Olive was breathing and her heart was beating, but she was otherwise non-responsive. She was fitted with an IV, had blood drawn, and even had a lumbar puncture to help the doctors figure out what was going on. It turned out there was blood in the fluid that they pulled from her lumbar puncture, so they were going to get MedStar to bring her to the pediatric ICU at Sacred Heart, where they were better equipped to handle whatever was going on. The pediatric intensivist came and asked me if we had given our daughter a Vitamin K shot at birth, and I just stared at him and said I had no idea. He said they needed to bring her in for a CT scan, but every time they tried to place an IV (which she needed before she went for the scan), the vein would blow. Finally, they found a vein, got the IV in, and moved her downstairs to the CT scan. The doctor explained that a clot had developed which was placing immense pressure on Olive’s brain. Not only that, but there was bleeding on the back of the right side of her brain as well. The water pockets that are within the brain were completely destroyed, and the tissue on the left side of the brain looked damaged. He said that the lack of Vitamin K in Olive’s system resulted in her blood not being able to clot. Anything as small as putting her down in her bed could have caused this bleed. Since she couldn’t clot, the bleeding didn’t stop.

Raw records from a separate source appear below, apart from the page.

use sea_orm::DatabaseConnection;

use crate::server::{
    data::{farmer::FarmerRepository, ingredient::IngredientRepository},
    error::AppError,
    model::{
        farmer::Farmer,
        ingredient::{Ingredient, IngredientParams},
    },
};

pub struct IngredientService<'a> {
    db: &'a DatabaseConnection,
}

impl<'a> IngredientService<'a> {
    pub fn new(db: &'a DatabaseConnection) -> Self {
        Self { db }
    }

    /// Adds an ingredient to the catalog.
    ///
    /// # Returns
    /// - `Ok(Ingredient)` - Created ingredient
    /// - `Err(AppError::Conflict)` - An ingredient with the same name exists, ignoring case
    pub async fn create(&self, params: IngredientParams) -> Result<Ingredient, AppError> {
        let repo = IngredientRepository::new(self.db);

        if repo.find_by_name(&params.name).await?.is_some() {
            return Err(duplicate_name(&params.name));
        }

        Ok(repo.create(params).await?)
    }

    /// Updates an ingredient; renaming onto another ingredient's name is a conflict.
    pub async fn update(&self, id: i32, params: IngredientParams) -> Result<Ingredient, AppError> {
        let repo = IngredientRepository::new(self.db);

        if let Some(existing) = repo.find_by_name(&params.name).await? {
            if existing.id != id {
                return Err(duplicate_name(&params.name));
            }
        }

        repo.update(id, params)
            .await?
            .ok_or_else(|| AppError::NotFound("Ingredient not found".to_string()))
    }

    pub async fn list(&self) -> Result<Vec<Ingredient>, AppError> {
        Ok(IngredientRepository::new(self.db).get_all().await?)
    }

    /// Gets active farmers currently offering an ingredient.
    pub async fn get_suppliers(&self, ingredient_id: i32) -> Result<Vec<Farmer>, AppError> {
        if IngredientRepository::new(self.db)
            .find_by_id(ingredient_id)
            .await?
            .is_none()
        {
            return Err(AppError::NotFound("Ingredient not found".to_string()));
        }

        Ok(FarmerRepository::new(self.db)
            .get_suppliers(ingredient_id)
            .await?)
    }
}

fn duplicate_name(name: &str) -> AppError {
    AppError::Conflict(format!("Ingredient \"{}\" already exists", name))
}
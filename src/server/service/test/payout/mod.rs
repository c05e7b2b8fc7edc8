use entity::sea_orm_active_enums::{
    AssignmentPayoutStatus, AssignmentStatus, BookingStatus, ImpactKind, PayoutStatus,
};
use sea_orm::EntityTrait;
use test_utils::{builder::TestBuilder, factory};

use crate::server::{
    error::AppError,
    model::payout::{PayoutBlocker, PayoutOutcome},
    provider::test::FakePaymentGateway,
    service::payout::PayoutService,
};

mod process_assignment;
mod process_booking;
mod retry_unpaid;

const CURRENCY: &str = "usd";

async fn assignment_payout_status(
    db: &sea_orm::DatabaseConnection,
    assignment_id: i32,
) -> Result<AssignmentPayoutStatus, AppError> {
    let assignment = entity::prelude::Assignment::find_by_id(assignment_id)
        .one(db)
        .await?
        .ok_or_else(|| AppError::NotFound("Assignment not found".to_string()))?;

    Ok(assignment.payout_status)
}
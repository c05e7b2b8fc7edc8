use sea_orm::entity::prelude::*;

#[derive(Clone, Debug, PartialEq, Eq, DeriveEntityModel)]
#[sea_orm(table_name = "ingredient")]
pub struct Model {
    #[sea_orm(primary_key)]
    pub id: i32,
    #[sea_orm(unique)]
    pub name: String,
    pub category: String,
    pub unit: String,
    pub seasonal: bool,
    pub created_at: DateTimeUtc,
}

#[derive(Copy, Clone, Debug, EnumIter, DeriveRelation)]
pub enum Relation {
    #[sea_orm(has_many = "super::farmer_ingredient::Entity")]
    FarmerIngredient,
    #[sea_orm(has_many = "super::booking_ingredient::Entity")]
    BookingIngredient,
}

impl Related<super::farmer_ingredient::Entity> for Entity {
    fn to() -> RelationDef {
        Relation::FarmerIngredient.def()
    }
}

impl Related<super::booking_ingredient::Entity> for Entity {
    fn to() -> RelationDef {
        Relation::BookingIngredient.def()
    }
}

impl ActiveModelBehavior for ActiveModel {}
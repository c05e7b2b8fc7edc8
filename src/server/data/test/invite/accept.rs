use super::*;

/// Tests accepting a farmer invite.
///
/// Verifies that the user, a linked farmer profile, and the accepted invite state
/// are all written.
///
/// Expected: Ok with user linked to a new farmer profile and invite accepted
#[tokio::test]
async fn creates_user_and_farmer_profile() -> Result<(), DbErr> {
    let test = TestBuilder::new().with_all_tables().build().await.unwrap();
    let db = test.db.as_ref().unwrap();

    let invite = factory::invite::InviteFactory::new(db)
        .email("grower@example.com")
        .role(UserRole::Farmer)
        .build()
        .await?;

    let (user, accepted) = InviteRepository::new(db)
        .accept(
            invite.id,
            CreateUserParams {
                email: "grower@example.com".to_string(),
                name: "Ana Grower".to_string(),
                phone: None,
                role: UserRole::Farmer,
            },
        )
        .await?;

    assert_eq!(user.role, UserRole::Farmer);
    assert_eq!(accepted.status, InviteStatus::Accepted);
    assert_eq!(accepted.accepted_user_id, Some(user.id));
    assert!(accepted.accepted_at.is_some());

    let farmers = entity::prelude::Farmer::find().all(db).await?;
    assert_eq!(farmers.len(), 1);
    assert_eq!(farmers[0].user_id, Some(user.id));
    assert_eq!(farmers[0].name, "Ana Grower");

    Ok(())
}

/// Tests accepting a chef invite when an admin already created the chef profile.
///
/// Expected: Ok with the existing profile linked and no duplicate created
#[tokio::test]
async fn links_existing_chef_profile() -> Result<(), DbErr> {
    let test = TestBuilder::new().with_all_tables().build().await.unwrap();
    let db = test.db.as_ref().unwrap();

    let chef = factory::chef::ChefFactory::new(db).build().await?;
    let invite = factory::invite::InviteFactory::new(db)
        .email(chef.email.clone())
        .role(UserRole::Chef)
        .build()
        .await?;

    let (user, _) = InviteRepository::new(db)
        .accept(
            invite.id,
            CreateUserParams {
                email: chef.email.clone(),
                name: "Chef Name".to_string(),
                phone: None,
                role: UserRole::Chef,
            },
        )
        .await?;

    let chefs = entity::prelude::Chef::find().all(db).await?;
    assert_eq!(chefs.len(), 1);
    assert_eq!(chefs[0].id, chef.id);
    assert_eq!(chefs[0].user_id, Some(user.id));

    Ok(())
}
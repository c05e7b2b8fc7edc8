use super::*;

/// Tests that the supply list is replaced rather than merged.
///
/// Expected: Ok with only the newly provided items listed
#[tokio::test]
async fn replaces_previous_supply_list() -> Result<(), DbErr> {
    let test = TestBuilder::new().with_provider_tables().build().await.unwrap();
    let db = test.db.as_ref().unwrap();

    let farmer = factory::create_farmer(db).await?;
    let kale = factory::ingredient::create_named_ingredient(db, "Kale").await?;
    let yam = factory::ingredient::create_named_ingredient(db, "Yam").await?;
    factory::farmer::create_farmer_ingredient(db, farmer.id, kale.id, true).await?;

    let repo = FarmerRepository::new(db);
    repo.replace_ingredients(
        farmer.id,
        vec![SupplyItemParams {
            ingredient_id: yam.id,
            price_cents: 420,
            available: false,
        }],
    )
    .await?;

    let items = repo.get_ingredients(farmer.id).await?;
    assert_eq!(items.len(), 1);
    assert_eq!(items[0].ingredient_name, "Yam");
    assert_eq!(items[0].price_cents, 420);
    assert!(!items[0].available);

    Ok(())
}

/// Tests that an empty list clears the supply list.
///
/// Expected: Ok with no items
#[tokio::test]
async fn empty_list_clears_supply() -> Result<(), DbErr> {
    let test = TestBuilder::new().with_provider_tables().build().await.unwrap();
    let db = test.db.as_ref().unwrap();

    let farmer = factory::create_farmer(db).await?;
    let kale = factory::create_ingredient(db).await?;
    factory::farmer::create_farmer_ingredient(db, farmer.id, kale.id, true).await?;

    let repo = FarmerRepository::new(db);
    repo.replace_ingredients(farmer.id, Vec::new()).await?;

    assert!(repo.get_ingredients(farmer.id).await?.is_empty());

    Ok(())
}
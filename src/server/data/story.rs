//! Story data repository.

use chrono::Utc;
use sea_orm::{
    ActiveModelTrait, ActiveValue, ColumnTrait, DatabaseConnection, DbErr, EntityTrait,
    PaginatorTrait, QueryFilter, QueryOrder,
};

use crate::server::model::story::{Story, StoryParams};

pub struct StoryRepository<'a> {
    db: &'a DatabaseConnection,
}

impl<'a> StoryRepository<'a> {
    pub fn new(db: &'a DatabaseConnection) -> Self {
        Self { db }
    }

    /// Creates a story under an already-unique slug.
    ///
    /// `published_at` is set to now when the story is created published.
    pub async fn create(
        &self,
        params: StoryParams,
        slug: String,
        author_id: Option<i32>,
    ) -> Result<Story, DbErr> {
        let now = Utc::now();

        let entity = entity::story::ActiveModel {
            title: ActiveValue::Set(params.title),
            slug: ActiveValue::Set(slug),
            excerpt: ActiveValue::Set(params.excerpt),
            body: ActiveValue::Set(params.body),
            author_id: ActiveValue::Set(author_id),
            published: ActiveValue::Set(params.published),
            featured: ActiveValue::Set(params.featured),
            published_at: ActiveValue::Set(params.published.then_some(now)),
            created_at: ActiveValue::Set(now),
            updated_at: ActiveValue::Set(now),
            ..Default::default()
        }
        .insert(self.db)
        .await?;

        Ok(Story::from_entity(entity))
    }

    /// Updates a story's content and flags. The slug never changes.
    ///
    /// `published_at` is only set the first time the story is published; unpublishing
    /// and republishing keeps the original date.
    ///
    /// # Returns
    /// - `Ok(Some(Story))` - Updated story
    /// - `Ok(None)` - No story with the given ID
    /// - `Err(DbErr)` - Database error
    pub async fn update(&self, id: i32, params: StoryParams) -> Result<Option<Story>, DbErr> {
        let Some(story) = entity::prelude::Story::find_by_id(id).one(self.db).await? else {
            return Ok(None);
        };

        let now = Utc::now();
        let first_publish = params.published && story.published_at.is_none();

        let mut active_model: entity::story::ActiveModel = story.into();
        active_model.title = ActiveValue::Set(params.title);
        active_model.excerpt = ActiveValue::Set(params.excerpt);
        active_model.body = ActiveValue::Set(params.body);
        active_model.published = ActiveValue::Set(params.published);
        active_model.featured = ActiveValue::Set(params.featured);
        if first_publish {
            active_model.published_at = ActiveValue::Set(Some(now));
        }
        active_model.updated_at = ActiveValue::Set(now);

        let entity = active_model.update(self.db).await?;

        Ok(Some(Story::from_entity(entity)))
    }

    /// Deletes a story.
    ///
    /// # Returns
    /// - `Ok(true)` - Story was deleted
    /// - `Ok(false)` - No story with the given ID
    pub async fn delete(&self, id: i32) -> Result<bool, DbErr> {
        let result = entity::prelude::Story::delete_by_id(id).exec(self.db).await?;

        Ok(result.rows_affected > 0)
    }

    pub async fn find_by_id(&self, id: i32) -> Result<Option<Story>, DbErr> {
        let entity = entity::prelude::Story::find_by_id(id).one(self.db).await?;

        Ok(entity.map(Story::from_entity))
    }

    pub async fn find_by_slug(&self, slug: &str) -> Result<Option<Story>, DbErr> {
        let entity = entity::prelude::Story::find()
            .filter(entity::story::Column::Slug.eq(slug))
            .one(self.db)
            .await?;

        Ok(entity.map(Story::from_entity))
    }

    pub async fn slug_exists(&self, slug: &str) -> Result<bool, DbErr> {
        let count = entity::prelude::Story::find()
            .filter(entity::story::Column::Slug.eq(slug))
            .count(self.db)
            .await?;

        Ok(count > 0)
    }

    /// Gets all stories, newest first.
    pub async fn get_paginated(&self, page: u64, per_page: u64) -> Result<(Vec<Story>, u64), DbErr> {
        let paginator = entity::prelude::Story::find()
            .order_by_desc(entity::story::Column::CreatedAt)
            .order_by_desc(entity::story::Column::Id)
            .paginate(self.db, per_page);

        let total = paginator.num_items().await?;
        let stories = paginator
            .fetch_page(page)
            .await?
            .into_iter()
            .map(Story::from_entity)
            .collect();

        Ok((stories, total))
    }

    /// Gets published stories with featured ones first, then by publish date, newest first.
    pub async fn get_published_paginated(
        &self,
        page: u64,
        per_page: u64,
    ) -> Result<(Vec<Story>, u64), DbErr> {
        let paginator = entity::prelude::Story::find()
            .filter(entity::story::Column::Published.eq(true))
            .order_by_desc(entity::story::Column::Featured)
            .order_by_desc(entity::story::Column::PublishedAt)
            .order_by_desc(entity::story::Column::Id)
            .paginate(self.db, per_page);

        let total = paginator.num_items().await?;
        let stories = paginator
            .fetch_page(page)
            .await?
            .into_iter()
            .map(Story::from_entity)
            .collect();

        Ok((stories, total))
    }
}
use super::*;

/// Tests processing every assignment on a cancelled booking.
///
/// Expected: one blocked outcome per assignment, each citing the cancellation
#[tokio::test]
async fn reports_outcome_per_assignment() -> Result<(), AppError> {
    let test = TestBuilder::new().with_payout_tables().build().await.unwrap();
    let db = test.db.as_ref().unwrap();

    let booking = factory::booking::BookingFactory::new(db)
        .status(BookingStatus::Cancelled)
        .build()
        .await?;
    let chef = factory::chef::ChefFactory::new(db)
        .payout_account("acct_chef", true)
        .build()
        .await?;
    let farmer = factory::farmer::FarmerFactory::new(db)
        .payout_account("acct_farmer", true)
        .build()
        .await?;
    factory::create_chef_assignment(db, booking.id, chef.id).await?;
    factory::create_farmer_assignment(db, booking.id, farmer.id).await?;

    let gateway = FakePaymentGateway::new();
    let outcomes = PayoutService::new(db, &gateway, CURRENCY)
        .process_booking(booking.id)
        .await?;

    assert_eq!(outcomes.len(), 2);
    for outcome in outcomes {
        let PayoutOutcome::Blocked(blockers) = outcome.outcome else {
            panic!("expected blocked outcome");
        };
        assert!(blockers.contains(&PayoutBlocker::BookingCancelled));
    }
    assert!(gateway.requests().is_empty());

    Ok(())
}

The only way to get Olive into the surgery that she needed to remove the clot was to get her to start clotting everywhere else, and the only way to do that was to pump her full of plasma and Vitamin K. The doctor wasn’t sure how long she would take to start clotting, or if it would happen soon enough to make the surgery worthwhile. Even then, the surgery was incredibly dangerous, and there were very few studies of it being done on such a young person (she had turned one month just the day before). There was a chance that if the pressure on her left side was removed too quickly, the entire right side would be damaged as well. Olive began clotting a little over an hour after they began her Vitamin K treatment. Our decision now was whether we should have her undergo the risky surgery, or see if the clot would resolve on its own. We felt the surgery was the best option and it began just after 2 AM. Our little girl survived the surgery and it was a success.
This may be the hardest part of Olive’s story that I will write. The part where I admit that what happened to her was nearly 100% preventable. And yet it happened. It happened because she didn’t receive her dose of Vitamin K when she was born. I spent the first few days that she was in the hospital blaming myself. I ran through the situation in my mind, trying to understand why I would say “No” to something that would keep my daughter from being in this much pain. In Olive’s situation, unfortunately, it was largely accidental. That didn’t stop me from feeling guilty, however, and only recently did I accept that although this happened to Olive, it doesn’t have to happen to another person’s baby. Olive was born in a birth center. I loved the experience that I had there and to this day, I hold no hard feelings against the wonderful midwives that were present when she was born. A few weeks before her birth, we went over the routine shots that infants are given in the hospital, and decided whether or not Olive would receive them. For most of these I knew my answer, but since I knew nothing about the Vitamin K shot, I decided to do my research and then decide at the birth what I would do. When I began hemorrhaging after Olive’s birth, the discussion of the shot was completely forgotten, and she ended up not getting it. After all, things that are deemed to be optional are probably not essential – right? As it turns out, the Vitamin K shot should not be optional.
So, why are people saying no to the Vitamin K shot? For some, there is the belief that the shot is correlated with an increased likelihood of leukemia. Although there was a study done in 1992 that determined that this was true, subsequent studies have proved that there is no correlation between Vitamin K and any cancers. There is also debate about causing pain to a newborn, by giving them a shot shortly after they are born. All I can say for that is this – the pain that Olive endured from the results of her Vitamin K deficiency are so much more than any pain she would have had as a result of a quick shot at birth. And although some argue that the shot is an unnecessary medical intervention, the number of medical interventions that will occur if your child has a brain bleed when they stop clotting are substantially more significant. What it comes down to is that giving your child a shot of Vitamin K at birth is a small price to pay, especially when the cost of rejecting the shot can be severe brain injury and death. I can’t change what happened to Olive, but I can try to prevent it from happening to another baby.